[PATCH 12/14] xfs: support XFS_XFLAG_REFLINK (and FS_NOCOW_FL) on reflink filesystems

[Date Prev][Date Next][Thread Prev][Thread Next][Date Index][Thread Index]

 



Report the reflink/nocow flags as appropriate in the XFS-specific and
"standard" getattr ioctls.  For now we'll implicilty report all reflink
files as also being nodefrag, to prevent the defragger from corrupting
the extent maps.

Allow the user to clear the reflink flag (or set the nocow flag), which
will try to remap all shared blocks to private blocks on disk.  If this
succeeds, the file will become a non-reflinked file.

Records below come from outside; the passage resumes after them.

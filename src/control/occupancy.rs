//! Room occupancy from the ceiling infrared proximity sensor.

use embedded_hal::digital::PinState;

use crate::app::ports::HalPort;
use crate::error::Result;
use crate::pins::PinRole;

/// Sensor output level meaning "something in front of me".
pub const OCCUPIED_LEVEL: PinState = PinState::Low;

/// True when the infrared sensor detects someone. No state is touched.
pub fn check_occupancy(hal: &mut impl HalPort) -> Result<bool> {
    Ok(hal.digital_read(PinRole::Infrared)? == OCCUPIED_LEVEL)
}

#[cfg(test)]
mod tests {
    use super::*;
    use crate::adapters::sim::SimHal;
    use crate::error::{Error, SensorError};

    #[test]
    fn low_means_occupied() {
        let mut hal = SimHal::new();
        hal.set_occupied(true);
        assert!(check_occupancy(&mut hal).unwrap());
    }

    #[test]
    fn high_means_vacant() {
        let mut hal = SimHal::new();
        hal.set_occupied(false);
        assert!(!check_occupancy(&mut hal).unwrap());
    }

    #[test]
    fn read_fault_propagates() {
        let mut hal = SimHal::new();
        hal.set_gpio_read_fault(true);
        assert_eq!(
            check_occupancy(&mut hal).unwrap_err(),
            Error::Sensor(SensorError::GpioReadFailed)
        );
    }
}
//! `yaml-editor` - a ready-made YAML editor on top of `yaml-editor-core`.
//!
//! Two pieces of YAML-specific logic plug into the core's extension points:
//!
//! - [`IndentFold`]: a line folds the deeper-indented block below it.
//! - [`YamlLinter`]: the document is parsed after every change and a syntax error becomes
//!   one error diagnostic at the parser's reported position.
//!
//! [`create_editor_state`] assembles them with highlighting, keymaps and the baseline
//! behaviors. [`create_editor_view`] attaches a view to a host container.
//!
//! ```rust
//! use yaml_editor::{EditorOptions, create_editor_state, create_editor_view};
//!
//! let options = EditorOptions::from_json_str(r#"{"oneDark": true}"#).unwrap();
//! let state = create_editor_state("a:\n  b: 1\n  c: 2\nd: 3", &options);
//! let mut view = create_editor_view(state, "editor-pane");
//!
//! assert!(view.diagnostics().is_empty());
//! assert!(view.fold_line(1).unwrap());
//! assert_eq!(view.visible_lines(), vec![1, 4]);
//! ```

pub mod fold;
pub mod lint;
pub mod options;
pub mod setup;

pub use fold::{IndentFold, fold_indented, indentation_depth};
pub use lint::{
    Mark, PARSER_FAILURE_MESSAGE, ParseError, YAML_LINT_SOURCE, YamlLinter, diagnostic_for,
    lint_with, lint_yaml, parse_yaml,
};
pub use options::{EditorOptions, OptionsError};
pub use setup::{create_editor_state, create_editor_view, resolved_theme, yaml_extensions};
use thiserror::Error;

#[derive(Debug, Error, Clone, PartialEq, Eq)]
/// Errors produced when editing or querying editor state.
pub enum EditorError {
    #[error("invalid range {from}..{to} for document of length {len}")]
    /// A change range was reversed or ran past the end of the document.
    InvalidRange {
        /// Range start (char offset).
        from: usize,
        /// Range end (char offset).
        to: usize,
        /// Document length in chars.
        len: usize,
    },

    #[error("line {line} out of range (document has {line_count} lines)")]
    /// A 1-based line number did not exist.
    LineOutOfRange {
        /// The requested line number.
        line: usize,
        /// Number of lines in the document.
        line_count: usize,
    },
}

Transfer the reflink flag between inodes when swapping extents, and
quietly ignore attempts to set the reflink flag, so that xfs_fsr can
defragment reflinked file (albeit by breaking the reflink...) unless
of course nodefrag is set.

Signed-off-by: Darrick J. Wong <darrick.wong@xxxxxxxxxx>
---
 fs/xfs/libxfs/xfs_fs.h |    1 
 fs/xfs/xfs_bmap_util.c |    5 +
 fs/xfs/xfs_inode.c     |    2 
 fs/xfs/xfs_ioctl.c     |   42 +++++-
 fs/xfs/xfs_reflink.c   |  321 ++++++++++++++++++++++++++++++++++++++++++++++++
 fs/xfs/xfs_reflink.h   |   10 +
 6 files changed, 374 insertions(+), 7 deletions(-)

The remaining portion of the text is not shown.